> _Work to complete_: From the records below, copy the lines that include "FamiliesHook".

Records from a data source
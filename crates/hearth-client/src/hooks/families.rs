//! Family groups hook.

use std::sync::Arc;

use tokio::sync::watch;

use hearth_shared::{FamilyGroup, FamilyId, FamilyMember, Result, UserId};

use crate::config::Mode;
use crate::query::{QueryCache, QueryKey};
use crate::service::DataService;

pub struct FamiliesHook {
    service: Arc<DataService>,
    cache: Arc<QueryCache>,
    user_id: UserId,
}

impl FamiliesHook {
    pub fn new(service: Arc<DataService>, cache: Arc<QueryCache>, user_id: UserId) -> Self {
        Self {
            service,
            cache,
            user_id,
        }
    }

    fn key(&self) -> QueryKey {
        QueryKey::Families(self.user_id.clone())
    }

    /// Synchronous first paint straight from the store; local mode only.
    pub fn initial(&self) -> Option<Vec<FamilyGroup>> {
        match self.service.mode() {
            Mode::Local => Some(self.service.store().families_for(&self.user_id)),
            Mode::Remote => None,
        }
    }

    pub async fn families(&self) -> Result<Vec<FamilyGroup>> {
        self.cache
            .fetch(self.key(), self.service.families_for(&self.user_id))
            .await
    }

    /// The group the UI currently shows. Falls back to the user's first
    /// group when nothing is selected.
    pub async fn selected_family(&self) -> Result<Option<FamilyGroup>> {
        let families = self.families().await?;
        let selected = self.service.store().selected_family_id();
        Ok(match selected {
            Some(id) => families.iter().find(|f| f.id == id).cloned(),
            None => families.first().cloned(),
        })
    }

    pub async fn family_members(&self, family_id: &FamilyId) -> Result<Vec<FamilyMember>> {
        let families = self.families().await?;
        Ok(families
            .iter()
            .find(|f| &f.id == family_id)
            .map(|f| f.members.clone())
            .unwrap_or_default())
    }

    /// Selection is client-side state; it never leaves the device.
    pub fn select_family(&self, family_id: Option<FamilyId>) {
        self.service.store().select_family(family_id);
        self.cache.invalidate(&self.key());
    }

    pub async fn create_family(&self, name: &str) -> Result<FamilyGroup> {
        self.cache
            .mutate(
                &[self.key()],
                self.service.create_family(name, &self.user_id),
            )
            .await
    }

    pub async fn invite_member(
        &self,
        family_id: &FamilyId,
        user_id: &UserId,
    ) -> Result<FamilyMember> {
        self.cache
            .mutate(
                &[self.key()],
                self.service.invite_member(family_id, user_id),
            )
            .await
    }

    pub async fn leave_family(&self, family_id: &FamilyId) -> Result<()> {
        self.cache
            .mutate(
                &[self.key(), QueryKey::Tasks(family_id.clone())],
                self.service.leave_family(family_id, &self.user_id),
            )
            .await
    }

    pub async fn remove_member(&self, family_id: &FamilyId, user_id: &UserId) -> Result<()> {
        self.cache
            .mutate(
                &[self.key()],
                self.service.remove_member(family_id, user_id),
            )
            .await
    }

    pub fn subscribe(&self) -> watch::Receiver<u64> {
        self.cache.subscribe(self.key())
    }
}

> _Answer box_:
pub struct FamiliesHook {
impl FamiliesHook {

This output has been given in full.